Antithrombin therapy (Heparin) has been used effectively in the management of unstable angina or acute PMI, both as a single agent or as a part of combination therapy with aspirin and thrombolytics. These patients are high risk candidates for perioperative embolic events and are often on subcutaneous low molecular weight heparin (LMWH) to reduce the risk of deep vein thrombosis and pulmonary embolism. Low dose heparin has been shown to reduce hypercoagul ability after elective abdominal aortic surgery. 
Adenosine modulators facilitate the release of the coronary vasodilator adenosine by the ischaemic myocardium, thereby improving collateral blood flow toward the compromised area. Promising results have been obtained,  with the only agent tested in clinical trials, acadesine.
Nicorandil is both a nitrate and a K ATP channel opener.

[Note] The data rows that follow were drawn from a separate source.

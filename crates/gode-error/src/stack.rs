//! Frame and trace types shared by script and native stacks.

use std::fmt;

/// A single frame of a [`StackTrace`].
///
/// Native and script frames share this shape; [`crate::format`]
/// distinguishes them via `native`.
#[derive(Debug, Clone, PartialEq, Eq)]
pub struct StackFrame {
    pub file: String,
    pub function: String,
    pub line: Option<u32>,
    pub column: Option<u32>,
    /// Module-level classification tag (e.g. a script module specifier).
    pub module_name: Option<String>,
    /// Package-level classification tag (e.g. a plugin canonical name).
    pub package_name: Option<String>,
    /// Whether this frame originates from native code rather than script.
    pub native: bool,
    /// The raw source line this frame was parsed from, kept for frames
    /// that could not be fully parsed.
    pub raw: Option<String>,
}

impl StackFrame {
    pub fn unknown(raw: impl Into<String>) -> Self {
        StackFrame {
            file: "<unknown>".to_string(),
            function: "<unknown>".to_string(),
            line: None,
            column: None,
            module_name: None,
            package_name: None,
            native: false,
            raw: Some(raw.into()),
        }
    }

    pub fn native(function: impl Into<String>, file: impl Into<String>) -> Self {
        StackFrame {
            file: file.into(),
            function: function.into(),
            line: None,
            column: None,
            module_name: None,
            package_name: None,
            native: true,
            raw: None,
        }
    }
}

impl fmt::Display for StackFrame {
    fn fmt(&self, f: &mut fmt::Formatter<'_>) -> fmt::Result {
        match (self.line, self.column) {
            (Some(line), Some(col)) => {
                write!(f, "at {} ({}:{}:{})", self.function, self.file, line, col)
            }
            (Some(line), None) => write!(f, "at {} ({}:{})", self.function, self.file, line),
            _ => write!(f, "at {} ({})", self.function, self.file),
        }
    }
}

/// An ordered sequence of frames plus a top-level error message.
#[derive(Debug, Clone, PartialEq, Eq, Default)]
pub struct StackTrace {
    pub message: String,
    pub frames: Vec<StackFrame>,
}

impl StackTrace {
    pub fn new(message: impl Into<String>) -> Self {
        StackTrace {
            message: message.into(),
            frames: Vec::new(),
        }
    }

    pub fn with_frames(message: impl Into<String>, frames: Vec<StackFrame>) -> Self {
        StackTrace {
            message: message.into(),
            frames,
        }
    }

    pub fn is_empty(&self) -> bool {
        self.frames.is_empty()
    }

    pub fn push(&mut self, frame: StackFrame) {
        self.frames.push(frame);
    }
}

impl fmt::Display for StackTrace {
    fn fmt(&self, f: &mut fmt::Formatter<'_>) -> fmt::Result {
        writeln!(f, "{}", self.message)?;
        for frame in &self.frames {
            writeln!(f, "    {}", frame)?;
        }
        Ok(())
    }
}

/// Capture the current native call stack using frame symbolication.
///
/// Used at the point a [`crate::ModuleError`] is constructed, and by
/// [`crate::safe_operation`] when a panic unwinds through a guarded
/// region. The top frame is always the caller of this function.
pub fn capture_native_stack(message: impl Into<String>) -> StackTrace {
    let mut frames = Vec::new();
    backtrace::trace(|frame| {
        let ip = frame.ip();
        backtrace::resolve(ip, |symbol| {
            let function = symbol
                .name()
                .map(|n| n.to_string())
                .unwrap_or_else(|| "<unknown>".to_string());
            let file = symbol
                .filename()
                .map(|p| p.display().to_string())
                .unwrap_or_else(|| "<native>".to_string());
            let line = symbol.lineno();
            let column = symbol.colno();
            frames.push(StackFrame {
                file,
                function,
                line,
                column,
                module_name: None,
                package_name: None,
                native: true,
                raw: None,
            });
        });
        // Cap depth: a runaway recursive panic shouldn't produce an
        // unbounded trace.
        frames.len() < 128
    });

    StackTrace::with_frames(message, frames)
}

It is effective in the management of ischaemic heart disease and its associated dysrhythmias. It may prove useful in the perioperative prevention of cardiac complications. In clinical practice, nicorandil, a K ATP channel opener and nitrate, is widely used in the treatment of angina. It appears to protect by opening K ATP channels and to interact with ischaemic preconditioning and appears to offer additional protection when administered with isoflurane, in terms of functional recovery of the stunned myocardium. 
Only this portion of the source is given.